On an underlying cash basis, Payments (outlays) under the Budget were forecast to be 25.9% of GDP for 2015-16, maintaining the historically high level of 2014-15, with the anticipation that these would decline by 0.6 percentage points over the forward estimates. It was acknowledged in the Budget papers that this projection, and the anticipated trend in spending in the years beyond, left a job of work to be done on continued reductions in this key budget measure of fiscal sustainability.

On the same basis, Receipts (revenue) was forecast to be just 24% of GDP (up from 23.5% from 2014-15) leaving a significant gap in the much-paraded election time ambition of the Government to return to budget surplus.

Payments were to increase by some $15b with receipts improving by $21b.

Key Messages

The notions strongest throughout the Budget papers and speech were about creating incentives for greater work efforts. The Treasurer encouraged small businesses to “get out and give it a go” as a new focus for economic growth, along with families supported by new childcare measures who would find increasing hours of work more beneficial.

Eventual return to budget surplus was a secondary message, with the forecast reduction in the deficit by a solid $10 billion offered as a down payment on better economic management than under the previous Labor governments.

Even the significant increase in transport infrastructure spending was marshalled to the cause of improving growth and productivity, albeit that projects were to be focused on road building and public transport specifically precluded.

Fairness (which had been seen as lacking by commentators in the first Hockey budget) was to be specifically addressed through administrative measures to crack down on tax and welfare fraud, but not to extend to direct program responses.
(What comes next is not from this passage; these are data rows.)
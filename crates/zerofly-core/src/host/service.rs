// ── Service Controller ──
//
// systemd unit control and host interface admin state, as idempotent
// operations with typed outcomes. Every program call is bounded by the host
// timeout; privileged changes are serialized by an internal lock.

use std::collections::HashMap;
use std::path::Path;
use std::sync::Arc;
use std::time::Duration;

use serde::Deserialize;
use tokio::sync::Mutex;
use tracing::{debug, info, warn};

use super::{HostCommand, HostExecutor, HostOutput};
use crate::config::DaemonConfig;
use crate::error::CoreError;
use crate::model::{InterfaceState, ServiceStatus, ServiceUnitState};

/// Lower-cased stderr fragments that mean "you are not allowed to do this".
const PERMISSION_MARKERS: &[&str] = &[
    "access denied",
    "authentication is required",
    "authentication required",
    "operation not permitted",
    "not authorized",
    "permission denied",
];

/// Exit codes pkexec uses when the user dismisses or fails authorization.
const ELEVATION_DENIED_CODES: &[i32] = &[126, 127];

/// Linux interface names are at most 15 bytes.
const MAX_IFNAME_LEN: usize = 15;

/// Whether an idempotent host operation had to do anything.
#[derive(Debug, Clone, Copy, PartialEq, Eq)]
pub enum HostOutcome {
    Applied,
    /// Already in the requested state; no command was issued.
    Unchanged,
}

/// One entry of `ip --json link|address`.
#[derive(Debug, Deserialize)]
struct IpLink {
    ifname: String,
    #[serde(default)]
    flags: Vec<String>,
    #[serde(default)]
    operstate: Option<String>,
}

impl IpLink {
    /// The admin `UP` flag when flags are reported, else `operstate`.
    fn admin_state(&self) -> InterfaceState {
        if !self.flags.is_empty() {
            return InterfaceState::from_up(self.flags.iter().any(|f| f == "UP"));
        }
        match self.operstate.as_deref() {
            Some("UP") => InterfaceState::Up,
            Some("DOWN") => InterfaceState::Down,
            _ => InterfaceState::Unknown,
        }
    }
}

pub struct ServiceController {
    executor: Arc<dyn HostExecutor>,
    unit: String,
    elevate: Option<String>,
    timeout: Duration,
    privileged: Mutex<()>,
}

impl ServiceController {
    pub fn new(
        executor: Arc<dyn HostExecutor>,
        unit: impl Into<String>,
        elevate: Option<String>,
        timeout: Duration,
    ) -> Self {
        Self {
            executor,
            unit: unit.into(),
            elevate,
            timeout,
            privileged: Mutex::new(()),
        }
    }

    pub fn from_config(config: &DaemonConfig, executor: Arc<dyn HostExecutor>) -> Self {
        Self::new(
            executor,
            config.service_unit.clone(),
            config.elevate.clone(),
            config.host_timeout,
        )
    }

    pub fn unit(&self) -> &str {
        &self.unit
    }

    // ── Service unit ─────────────────────────────────────────────────

    /// Read `ActiveState` and `UnitFileState` of the unit.
    pub async fn unit_state(&self) -> Result<ServiceUnitState, CoreError> {
        let output = self
            .exec_checked(HostCommand::new(
                "systemctl",
                [
                    "show",
                    self.unit.as_str(),
                    "--property=ActiveState,UnitFileState",
                ],
            ))
            .await?;

        let mut status = ServiceStatus::Unknown;
        let mut boot_enabled = false;
        for line in output.stdout.lines() {
            match line.split_once('=') {
                Some(("ActiveState", value)) => status = ServiceStatus::from_active_state(value),
                Some(("UnitFileState", value)) => boot_enabled = value.trim() == "enabled",
                _ => {}
            }
        }
        Ok(ServiceUnitState {
            status,
            boot_enabled,
        })
    }

    /// Current run state; `Unknown` when the service manager cannot be asked.
    pub async fn status(&self) -> ServiceStatus {
        match self.unit_state().await {
            Ok(state) => state.status,
            Err(e) => {
                debug!(error = %e, unit = %self.unit, "could not read service state");
                ServiceStatus::Unknown
            }
        }
    }

    pub async fn start(&self) -> Result<HostOutcome, CoreError> {
        self.set_running(true).await
    }

    pub async fn stop(&self) -> Result<HostOutcome, CoreError> {
        self.set_running(false).await
    }

    pub async fn set_running(&self, running: bool) -> Result<HostOutcome, CoreError> {
        let _guard = self.privileged.lock().await;

        let wanted = if running {
            ServiceStatus::Running
        } else {
            ServiceStatus::Stopped
        };
        if self.unit_state().await?.status == wanted {
            debug!(unit = %self.unit, %wanted, "service already in requested state");
            return Ok(HostOutcome::Unchanged);
        }

        let action = if running { "start" } else { "stop" };
        self.exec_checked(HostCommand::new("systemctl", [action, self.unit.as_str()]))
            .await?;
        info!(unit = %self.unit, action, "service state changed");
        Ok(HostOutcome::Applied)
    }

    /// Enable or disable starting the unit at boot.
    pub async fn set_enabled(&self, enabled: bool) -> Result<HostOutcome, CoreError> {
        let _guard = self.privileged.lock().await;

        if self.unit_state().await?.boot_enabled == enabled {
            return Ok(HostOutcome::Unchanged);
        }

        let action = if enabled { "enable" } else { "disable" };
        self.exec_checked(HostCommand::new("systemctl", [action, self.unit.as_str()]))
            .await?;
        info!(unit = %self.unit, action, "service boot setting changed");
        Ok(HostOutcome::Applied)
    }

    // ── Interfaces ───────────────────────────────────────────────────

    /// Admin state of one interface.
    pub async fn interface_state(&self, name: &str) -> Result<InterfaceState, CoreError> {
        validate_ifname(name)?;
        let output = self
            .exec_checked(HostCommand::new(
                "ip",
                ["--json", "link", "show", "dev", name],
            ))
            .await?;
        let links = parse_links(&output.stdout)?;
        links
            .iter()
            .find(|l| l.ifname == name)
            .map(IpLink::admin_state)
            .ok_or_else(|| CoreError::NotFound {
                identifier: format!("interface {name}"),
            })
    }

    /// Admin state of every host interface, by name.
    pub async fn interface_states(&self) -> Result<HashMap<String, InterfaceState>, CoreError> {
        let output = self
            .exec_checked(HostCommand::new("ip", ["--json", "address"]))
            .await?;
        Ok(parse_links(&output.stdout)?
            .into_iter()
            .map(|l| {
                let state = l.admin_state();
                (l.ifname, state)
            })
            .collect())
    }

    /// Bring an interface administratively up or down.
    pub async fn set_interface_up(&self, name: &str, up: bool) -> Result<HostOutcome, CoreError> {
        validate_ifname(name)?;
        let _guard = self.privileged.lock().await;

        let wanted = InterfaceState::from_up(up);
        if self.interface_state(name).await? == wanted {
            debug!(interface = name, %wanted, "interface already in requested state");
            return Ok(HostOutcome::Unchanged);
        }

        let direction = if up { "up" } else { "down" };
        let command = HostCommand::new("ip", ["link", "set", name, direction])
            .elevated(self.elevate.as_deref());
        self.exec_checked(command).await?;
        info!(interface = name, direction, "interface state changed");
        Ok(HostOutcome::Applied)
    }

    // ── Auth token ───────────────────────────────────────────────────

    /// Copy the daemon's root-only auth token to `dest` through the
    /// elevation helper, mode `0600` and owned by `owner` (uid, gid).
    ///
    /// A dismissed or failed authorization prompt is `PermissionDenied`.
    pub async fn copy_auth_token(
        &self,
        source: &Path,
        dest: &Path,
        owner: Option<(u32, u32)>,
    ) -> Result<(), CoreError> {
        let source = host_path(source)?;
        let dest = host_path(dest)?;
        let _guard = self.privileged.lock().await;

        let mut args = vec!["-m".to_owned(), "0600".to_owned()];
        if let Some((uid, gid)) = owner {
            args.extend(["-o".to_owned(), uid.to_string(), "-g".to_owned(), gid.to_string()]);
        }
        args.extend([source, dest.clone()]);

        let command = HostCommand::new("install", args).elevated(self.elevate.as_deref());
        self.exec_checked(command).await?;
        info!(dest = %dest, "auth token copied");
        Ok(())
    }

    // ── Execution ────────────────────────────────────────────────────

    /// Run a command under the host timeout, failing on non-zero exit.
    async fn exec_checked(&self, command: HostCommand) -> Result<HostOutput, CoreError> {
        let output = self.exec(&command).await?;
        if output.success() {
            return Ok(output);
        }
        let elevated = self
            .elevate
            .as_deref()
            .is_some_and(|helper| helper.trim() == command.program);
        Err(classify_failure(&command, &output, elevated))
    }

    async fn exec(&self, command: &HostCommand) -> Result<HostOutput, CoreError> {
        debug!(%command, "running host command");
        match tokio::time::timeout(self.timeout, self.executor.run(command)).await {
            Err(_) => {
                warn!(%command, timeout_secs = self.timeout.as_secs(), "host command timed out");
                Err(CoreError::Timeout {
                    operation: command.to_string(),
                    timeout_secs: self.timeout.as_secs(),
                })
            }
            Ok(Err(e)) if e.kind() == std::io::ErrorKind::NotFound => {
                Err(CoreError::OperationFailed {
                    message: format!("`{}` is not installed or not on PATH", command.program),
                })
            }
            Ok(Err(e)) if e.kind() == std::io::ErrorKind::PermissionDenied => {
                Err(CoreError::PermissionDenied {
                    message: format!("cannot run `{}`: {e}", command.program),
                })
            }
            Ok(Err(e)) => Err(CoreError::OperationFailed {
                message: format!("cannot run `{command}`: {e}"),
            }),
            Ok(Ok(output)) => Ok(output),
        }
    }
}

// ── Helpers ──────────────────────────────────────────────────────────

fn validate_ifname(name: &str) -> Result<(), CoreError> {
    let valid = !name.is_empty()
        && name.len() <= MAX_IFNAME_LEN
        && !name.starts_with('-')
        && name
            .chars()
            .all(|c| c.is_ascii_alphanumeric() || matches!(c, '-' | '_' | '.'));
    if valid {
        Ok(())
    } else {
        Err(CoreError::ValidationFailed {
            message: format!("'{name}' is not a valid interface name"),
        })
    }
}

/// Absolute, UTF-8, and not mistakable for an option.
fn host_path(path: &Path) -> Result<String, CoreError> {
    match path.to_str() {
        Some(raw) if path.is_absolute() && !raw.contains('\n') => Ok(raw.to_owned()),
        _ => Err(CoreError::ValidationFailed {
            message: format!("'{}' is not a usable absolute path", path.display()),
        }),
    }
}

fn parse_links(stdout: &str) -> Result<Vec<IpLink>, CoreError> {
    if stdout.trim().is_empty() {
        return Ok(Vec::new());
    }
    serde_json::from_str(stdout).map_err(|e| CoreError::OperationFailed {
        message: format!("unexpected output from `ip --json`: {e}"),
    })
}

fn classify_failure(command: &HostCommand, output: &HostOutput, elevated: bool) -> CoreError {
    let stderr = output.stderr.trim();
    let lower = stderr.to_ascii_lowercase();

    let refused_elevation =
        elevated && output.code.is_some_and(|c| ELEVATION_DENIED_CODES.contains(&c));
    if refused_elevation || PERMISSION_MARKERS.iter().any(|m| lower.contains(m)) {
        return CoreError::PermissionDenied {
            message: if stderr.is_empty() {
                format!("authorization for `{command}` was refused")
            } else {
                format!("{command}: {stderr}")
            },
        };
    }

    if lower.contains("does not exist") {
        return CoreError::NotFound {
            identifier: stderr.to_owned(),
        };
    }

    let code = output
        .code
        .map_or_else(|| "a signal".to_owned(), |c| format!("status {c}"));
    CoreError::OperationFailed {
        message: if stderr.is_empty() {
            format!("`{command}` exited with {code}")
        } else {
            format!("`{command}` exited with {code}: {stderr}")
        },
    }
}
// ── Generic reactive entity collection ──
//
// Concurrent storage with O(1) lookups and push-based change notification
// via `watch` channels.

use std::sync::Arc;

use dashmap::DashMap;
use tokio::sync::watch;

/// A reactive collection for a single entity type, keyed by its canonical
/// identifier string (network id, peer address).
///
/// Mutations only happen from the store writer task; readers take cheap
/// snapshots or subscribe. Writes come in two flavours: `upsert`/`remove`
/// publish immediately, while `stage_*` defer publication to an explicit
/// `publish()` so a whole refresh lands as one snapshot.
pub(crate) struct EntityCollection<T: Clone + Send + Sync + 'static> {
    by_key: DashMap<String, Arc<T>>,

    /// Version counter, bumped on every publish.
    version: watch::Sender<u64>,

    /// Full snapshot ordered by key, rebuilt on publish.
    snapshot: watch::Sender<Arc<Vec<Arc<T>>>>,
}

impl<T: Clone + Send + Sync + 'static> EntityCollection<T> {
    pub(crate) fn new() -> Self {
        let (version, _) = watch::channel(0u64);
        let (snapshot, _) = watch::channel(Arc::new(Vec::new()));

        Self {
            by_key: DashMap::new(),
            version,
            snapshot,
        }
    }

    /// Insert or replace an entity and publish. Returns the previous value.
    pub(crate) fn upsert(&self, key: String, entity: T) -> Option<Arc<T>> {
        let previous = self.stage_upsert(key, entity);
        self.publish();
        previous
    }

    /// Remove an entity by key and publish if it existed.
    pub(crate) fn remove(&self, key: &str) -> Option<Arc<T>> {
        let removed = self.stage_remove(key);
        if removed.is_some() {
            self.publish();
        }
        removed
    }

    pub(crate) fn stage_upsert(&self, key: String, entity: T) -> Option<Arc<T>> {
        self.by_key.insert(key, Arc::new(entity))
    }

    pub(crate) fn stage_remove(&self, key: &str) -> Option<Arc<T>> {
        self.by_key.remove(key).map(|(_, v)| v)
    }

    /// Rebuild the snapshot and notify subscribers.
    pub(crate) fn publish(&self) {
        let mut entries: Vec<(String, Arc<T>)> = self
            .by_key
            .iter()
            .map(|r| (r.key().clone(), Arc::clone(r.value())))
            .collect();
        entries.sort_by(|a, b| a.0.cmp(&b.0));
        let values: Vec<Arc<T>> = entries.into_iter().map(|(_, v)| v).collect();

        // `send_modify` updates unconditionally, even with zero receivers.
        self.snapshot.send_modify(|snap| *snap = Arc::new(values));
        self.version.send_modify(|v| *v += 1);
    }

    pub(crate) fn get(&self, key: &str) -> Option<Arc<T>> {
        self.by_key.get(key).map(|r| Arc::clone(r.value()))
    }

    pub(crate) fn contains(&self, key: &str) -> bool {
        self.by_key.contains_key(key)
    }

    /// Current snapshot (cheap `Arc` clone).
    pub(crate) fn snapshot(&self) -> Arc<Vec<Arc<T>>> {
        self.snapshot.borrow().clone()
    }

    pub(crate) fn subscribe(&self) -> watch::Receiver<Arc<Vec<Arc<T>>>> {
        self.snapshot.subscribe()
    }

    pub(crate) fn version(&self) -> u64 {
        *self.version.borrow()
    }

    pub(crate) fn len(&self) -> usize {
        self.by_key.len()
    }

    pub(crate) fn keys(&self) -> Vec<String> {
        self.by_key.iter().map(|r| r.key().clone()).collect()
    }
}

#[cfg(test)]
#[allow(clippy::unwrap_used)]
mod tests {
    use super::*;

    #[test]
    fn upsert_returns_previous_value() {
        let col: EntityCollection<String> = EntityCollection::new();
        assert!(col.upsert("key1".into(), "hello".into()).is_none());
        let prev = col.upsert("key1".into(), "world".into());
        assert_eq!(*prev.unwrap(), "hello");
        assert_eq!(col.len(), 1);
    }

    #[test]
    fn snapshot_is_sorted_by_key() {
        let col: EntityCollection<String> = EntityCollection::new();
        col.upsert("b".into(), "second".into());
        col.upsert("a".into(), "first".into());

        let snap = col.snapshot();
        let values: Vec<&str> = snap.iter().map(|s| s.as_str()).collect();
        assert_eq!(values, ["first", "second"]);
    }

    #[test]
    fn staged_changes_publish_once() {
        let col: EntityCollection<String> = EntityCollection::new();
        let before = col.version();

        col.stage_upsert("a".into(), "x".into());
        col.stage_upsert("b".into(), "y".into());
        assert!(col.snapshot().is_empty());
        assert_eq!(col.version(), before);

        col.publish();
        assert_eq!(col.snapshot().len(), 2);
        assert_eq!(col.version(), before + 1);
    }

    #[test]
    fn remove_missing_key_does_not_publish() {
        let col: EntityCollection<String> = EntityCollection::new();
        let before = col.version();
        assert!(col.remove("nope").is_none());
        assert_eq!(col.version(), before);
    }

    #[tokio::test]
    async fn subscribers_see_new_snapshots() {
        let col: EntityCollection<String> = EntityCollection::new();
        let mut rx = col.subscribe();

        col.upsert("a".into(), "x".into());
        rx.changed().await.unwrap();
        assert_eq!(rx.borrow().len(), 1);
        assert!(col.contains("a"));
        assert_eq!(*col.get("a").unwrap(), "x");
    }
}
Tightening the asset test on aged pension to reduce the number of those with higher asset holdings was not paraded as a fairness measure as such, but did have that effect as well as saving $4b.

Signature Measures

Key measures focused on stimulating small business through advanced asset write down provisions and a cut of 1.5% to the company tax rate applying to small enterprises ($5.5b).

A family package provided increases in childcare support across a wide range of family incomes ($3.5b).

Overall movements of expenditure areas of the 2015 budget show the priority accorded them in the government’s agenda

Transport and communication

32%

$2.1b

Agriculture, forestry and fishing

12%

$331m

Housing and community amenities 

8%

$390m

Defence

7%

$1.7b

Public order and safety

7%

$304m

Social security and welfare

3%

$4.9b

Health

3%

$2.3b

Education

2%

$651m

Recreation and culture

0%

$11m

 

 

 

Mining, manufacturing and construction

-2%

-$76m

Fuel and energy

-4%

-$280m

Other economic affairs 

-8%

-$888m

General public services

-12%

-$3.0b

 

 

 

Other purposes 

7%

$5.7b


Accuracy of Assumptions

The key assumptions underlying the budget are crucial in determining the actual budget outcome, and can only be tested after the event when the next budget incorporates revised levels. For some years now, estimates of expenditure have tended to be understated in Australian budgets, and revenue over-estimated, resulting in significant upward revisions to the budget deficits over recent years.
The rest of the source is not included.